— Given entries —
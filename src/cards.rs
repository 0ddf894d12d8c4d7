// Card catalog: card data, position vocabulary, and the read-only lookup used by squads.

use std::collections::{HashMap, HashSet};
use std::fmt;
use std::path::Path;

use serde::{Deserialize, Serialize};

/// Canonical on-pitch positions.
///
/// Raw upstream tokens go through [`normalize_position`]; anything that does not map
/// lands in `Unknown`, which never satisfies a formation slot.
#[derive(Debug, Clone, PartialEq, Eq, Hash, PartialOrd, Ord)]
pub enum Position {
    GK,
    CB,
    LB,
    RB,
    CDM,
    CM,
    CAM,
    LM,
    RM,
    LW,
    RW,
    ST,
    Unknown(String),
}

impl Position {
    pub fn as_str(&self) -> &str {
        match self {
            Position::GK => "GK",
            Position::CB => "CB",
            Position::LB => "LB",
            Position::RB => "RB",
            Position::CDM => "CDM",
            Position::CM => "CM",
            Position::CAM => "CAM",
            Position::LM => "LM",
            Position::RM => "RM",
            Position::LW => "LW",
            Position::RW => "RW",
            Position::ST => "ST",
            Position::Unknown(raw) => raw,
        }
    }

    /// Positions whose players drive the attack rating and take shots.
    pub fn is_attacking(&self) -> bool {
        matches!(
            self,
            Position::ST | Position::LW | Position::RW | Position::CAM | Position::CM
        )
    }

    pub fn is_defensive(&self) -> bool {
        matches!(
            self,
            Position::GK | Position::CB | Position::LB | Position::RB | Position::CDM
        )
    }

    /// Positions eligible to be credited with an assist.
    pub fn is_playmaking(&self) -> bool {
        matches!(
            self,
            Position::CAM
                | Position::CM
                | Position::CDM
                | Position::LM
                | Position::RM
                | Position::LW
                | Position::RW
                | Position::ST
        )
    }
}

impl fmt::Display for Position {
    fn fmt(&self, f: &mut fmt::Formatter<'_>) -> fmt::Result {
        f.write_str(self.as_str())
    }
}

impl Serialize for Position {
    fn serialize<S: serde::Serializer>(&self, serializer: S) -> Result<S::Ok, S::Error> {
        serializer.serialize_str(self.as_str())
    }
}

/// Map a raw position token (any case, common aliases included) to a canonical position.
pub fn normalize_position(raw: &str) -> Position {
    let token = raw.trim().to_ascii_uppercase();
    match token.as_str() {
        "GK" | "G" | "GOALKEEPER" | "KEEPER" | "POR" => Position::GK,
        "CB" | "LCB" | "RCB" | "CENTER BACK" | "CENTRE BACK" | "DC" => Position::CB,
        "LB" | "LWB" => Position::LB,
        "RB" | "RWB" => Position::RB,
        "CDM" | "DM" | "LDM" | "RDM" => Position::CDM,
        "CM" | "LCM" | "RCM" | "MC" => Position::CM,
        "CAM" | "AM" | "LAM" | "RAM" => Position::CAM,
        "LM" => Position::LM,
        "RM" => Position::RM,
        "LW" | "LF" => Position::LW,
        "RW" | "RF" => Position::RW,
        "ST" | "CF" | "FW" | "LS" | "RS" | "STRIKER" | "FORWARD" => Position::ST,
        _ => Position::Unknown(raw.trim().to_string()),
    }
}

/// Card rarity, ordered from least to most valuable.
#[derive(Debug, Clone, Copy, PartialEq, Eq, Hash, PartialOrd, Ord, Serialize, Deserialize)]
#[serde(rename_all = "lowercase")]
pub enum Rarity {
    Common,
    Rare,
    Epic,
    Legendary,
}

impl Rarity {
    pub fn rank(self) -> u8 {
        match self {
            Rarity::Common => 0,
            Rarity::Rare => 1,
            Rarity::Epic => 2,
            Rarity::Legendary => 3,
        }
    }
}

/// Face stats, each 0-99.
#[derive(Debug, Clone, Copy, Default, PartialEq, Serialize, Deserialize)]
#[serde(rename_all = "UPPERCASE")]
pub struct Stats {
    pub pac: u8,
    pub sho: u8,
    pub pas: u8,
    pub dri: u8,
    pub def: u8,
    pub phy: u8,
}

/// An immutable card definition from the catalog.
#[derive(Debug, Clone, PartialEq, Serialize, Deserialize)]
pub struct Card {
    pub id: String,
    pub name: String,
    /// Raw position token as supplied by the catalog.
    pub position: String,
    pub overall: u8,
    pub rarity: Rarity,
    pub stats: Stats,
    /// External id of the real-world player, shared by every card of that player.
    #[serde(default, rename = "playerId", skip_serializing_if = "Option::is_none")]
    pub player_id: Option<String>,
}

impl Card {
    pub fn canonical_position(&self) -> Position {
        normalize_position(&self.position)
    }

    /// External player id, ignoring blank values.
    pub fn external_id(&self) -> Option<&str> {
        self.player_id
            .as_deref()
            .map(str::trim)
            .filter(|pid| !pid.is_empty())
    }

    pub fn name_key(&self) -> String {
        normalize_name(&self.name)
    }

    /// True when both cards depict the same real-world player: equal external ids,
    /// or equal normalized names.
    pub fn same_player(&self, other: &Card) -> bool {
        match (self.external_id(), other.external_id()) {
            (Some(a), Some(b)) if a == b => true,
            _ => self.name_key() == other.name_key(),
        }
    }
}

/// Real-world players already placed in a lineup, tracked by both identity keys.
#[derive(Debug, Default)]
pub struct FieldedPlayers {
    ids: HashSet<String>,
    names: HashSet<String>,
}

impl FieldedPlayers {
    pub fn contains(&self, card: &Card) -> bool {
        card.external_id().is_some_and(|id| self.ids.contains(id))
            || self.names.contains(&card.name_key())
    }

    pub fn insert(&mut self, card: &Card) {
        if let Some(id) = card.external_id() {
            self.ids.insert(id.to_string());
        }
        self.names.insert(card.name_key());
    }
}

/// Lowercase, strip punctuation, and collapse whitespace so spelling variants compare equal.
pub fn normalize_name(name: &str) -> String {
    name.chars()
        .map(|c| {
            if c.is_alphanumeric() {
                c.to_lowercase().next().unwrap_or(c)
            } else {
                ' '
            }
        })
        .collect::<String>()
        .split_whitespace()
        .collect::<Vec<_>>()
        .join(" ")
}

/// Read-only card lookup.
pub trait CardCatalog: Send + Sync {
    fn by_id(&self, id: &str) -> Option<&Card>;
    fn all(&self) -> Vec<&Card>;
}

#[derive(Debug, thiserror::Error)]
pub enum CatalogError {
    #[error("failed to read card catalog '{path}': {source}")]
    Io {
        path: String,
        source: std::io::Error,
    },
    #[error("invalid card catalog JSON: {0}")]
    Parse(#[from] serde_json::Error),
}

/// In-memory catalog, usually loaded from a JSON array of cards.
#[derive(Debug, Clone, Default)]
pub struct CardPool {
    cards: HashMap<String, Card>,
}

impl CardPool {
    pub fn new(cards: impl IntoIterator<Item = Card>) -> Self {
        Self {
            cards: cards.into_iter().map(|c| (c.id.clone(), c)).collect(),
        }
    }

    pub fn from_json(json: &str) -> Result<Self, CatalogError> {
        let cards: Vec<Card> = serde_json::from_str(json)?;
        Ok(Self::new(cards))
    }

    pub fn load(path: &Path) -> Result<Self, CatalogError> {
        let contents = std::fs::read_to_string(path).map_err(|source| CatalogError::Io {
            path: path.display().to_string(),
            source,
        })?;
        Self::from_json(&contents)
    }

    pub fn len(&self) -> usize {
        self.cards.len()
    }

    pub fn is_empty(&self) -> bool {
        self.cards.is_empty()
    }
}

impl CardCatalog for CardPool {
    fn by_id(&self, id: &str) -> Option<&Card> {
        self.cards.get(id)
    }

    fn all(&self) -> Vec<&Card> {
        let mut all: Vec<&Card> = self.cards.values().collect();
        all.sort_by(|a, b| a.id.cmp(&b.id));
        all
    }
}
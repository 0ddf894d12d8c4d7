use std::sync::Arc;

use tower_http::cors::CorsLayer;

use matchday_backend::api::{self, AppState};
use matchday_backend::cards::CardPool;
use matchday_backend::config::Config;
use matchday_backend::db::Database;
use matchday_backend::lobby::MatchService;
use matchday_backend::metrics;
use matchday_backend::queue::MatchQueue;
use matchday_backend::rating::RatingService;
use matchday_backend::squad::SquadAssembler;

#[tokio::main]
async fn main() {
    tracing_subscriber::fmt::init();

    let config = Config::load();
    metrics::register_metrics();

    let db = Database::connect(&config.database_url, config.db_max_connections)
        .await
        .expect("Failed to initialize database");
    let db = Arc::new(db);

    let catalog = CardPool::load(&config.cards_path).expect("Failed to load card catalog");
    tracing::info!(
        cards = catalog.len(),
        path = %config.cards_path.display(),
        "Card catalog loaded"
    );

    let matches = MatchService::new(
        SquadAssembler::new(db.clone(), Arc::new(catalog)),
        RatingService::new(db),
        MatchQueue::with_timeout(config.queue_timeout),
    );

    let app = api::router(AppState {
        matches,
        reveal_interval: config.reveal_interval,
    })
    .layer(CorsLayer::permissive());

    let addr = format!("0.0.0.0:{}", config.port);
    let listener = tokio::net::TcpListener::bind(&addr)
        .await
        .unwrap_or_else(|e| panic!("Failed to bind to {addr}: {e}"));

    tracing::info!("Matchday backend listening on {addr}");
    axum::serve(listener, app)
        .await
        .expect("Failed to start server");
}
// WebSocket handler for matchmaking and live match reveal.

use std::sync::Arc;

use axum::{
    extract::{
        ws::{Message, WebSocket},
        Query, State, WebSocketUpgrade,
    },
    response::IntoResponse,
};
use serde::Deserialize;
use tokio::sync::mpsc::{self, UnboundedReceiver};

use super::AppState;
use crate::lobby::{broadcast_reveal, LobbyOutcome, MatchMode};
use crate::metrics;
use crate::queue::{notify, QueueNotice, ReplySink};

#[derive(Deserialize)]
pub struct MatchParams {
    pub scope: String,
    pub player: String,
    pub mode: Option<MatchMode>,
}

/// WebSocket upgrade handler: `/ws/match?scope=..&player=..&mode=ranked|friendly`.
pub async fn ws_match(
    ws: WebSocketUpgrade,
    Query(params): Query<MatchParams>,
    State(state): State<AppState>,
) -> impl IntoResponse {
    ws.on_upgrade(move |socket| handle_ws(socket, state, params))
}

async fn handle_ws(mut socket: WebSocket, state: AppState, params: MatchParams) {
    metrics::CONNECTED_WEBSOCKETS.inc();
    let mode = params.mode.unwrap_or(MatchMode::Ranked);
    let (tx, mut rx) = mpsc::unbounded_channel::<QueueNotice>();
    let sink: Arc<dyn ReplySink> = Arc::new(tx);

    let outcome = state
        .matches
        .find_match(&params.scope, mode, &params.player, sink.clone())
        .await;

    match outcome {
        Err(e) => {
            notify(
                sink.as_ref(),
                QueueNotice::Error {
                    message: e.to_string(),
                },
            );
        }
        Ok(LobbyOutcome::AlreadyQueued) => {
            notify(
                sink.as_ref(),
                QueueNotice::Error {
                    message: "already waiting for a match".to_string(),
                },
            );
        }
        Ok(LobbyOutcome::Waiting(_)) => {}
        Ok(LobbyOutcome::Played { opponent, report }) => {
            notify(
                sink.as_ref(),
                QueueNotice::MatchFound {
                    opponent: opponent.player_id.clone(),
                },
            );
            // The reveal keeps running for the opponent if this socket goes away.
            let sinks = vec![opponent.sink.clone(), sink.clone()];
            let pace = state.reveal_interval;
            tokio::spawn(async move {
                broadcast_reveal(&report, &sinks, pace).await;
            });
        }
    }
    drop(sink);

    let client_left = forward_notices(&mut socket, &mut rx).await;
    if client_left && state.matches.queue().leave(&params.scope, mode, &params.player) {
        tracing::info!(player = %params.player, "Client disconnected while queued");
    }
    let _ = socket.send(Message::Close(None)).await;
    metrics::CONNECTED_WEBSOCKETS.dec();
}

/// Forward notices to the client until a terminal notice is sent.
/// Returns true if the client went away first.
async fn forward_notices(socket: &mut WebSocket, rx: &mut UnboundedReceiver<QueueNotice>) -> bool {
    loop {
        tokio::select! {
            notice = rx.recv() => {
                let Some(notice) = notice else {
                    return false;
                };
                let terminal = notice.is_terminal();
                match serde_json::to_string(&notice) {
                    Ok(text) => {
                        if socket.send(Message::Text(text.into())).await.is_err() {
                            return true;
                        }
                    }
                    Err(e) => tracing::error!("Failed to serialize notice: {e}"),
                }
                if terminal {
                    return false;
                }
            }
            // Client message (we mostly ignore, but detect disconnect)
            result = socket.recv() => {
                match result {
                    Some(Ok(Message::Close(_))) | Some(Err(_)) | None => {
                        return true;
                    }
                    _ => {}
                }
            }
        }
    }
}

— To do —
Look through the records above and please copy every line in which the string "mpsc" occurs.

— Exercise answer —
use tokio::sync::mpsc::{self, UnboundedReceiver};
    let (tx, mut rx) = mpsc::unbounded_channel::<QueueNotice>();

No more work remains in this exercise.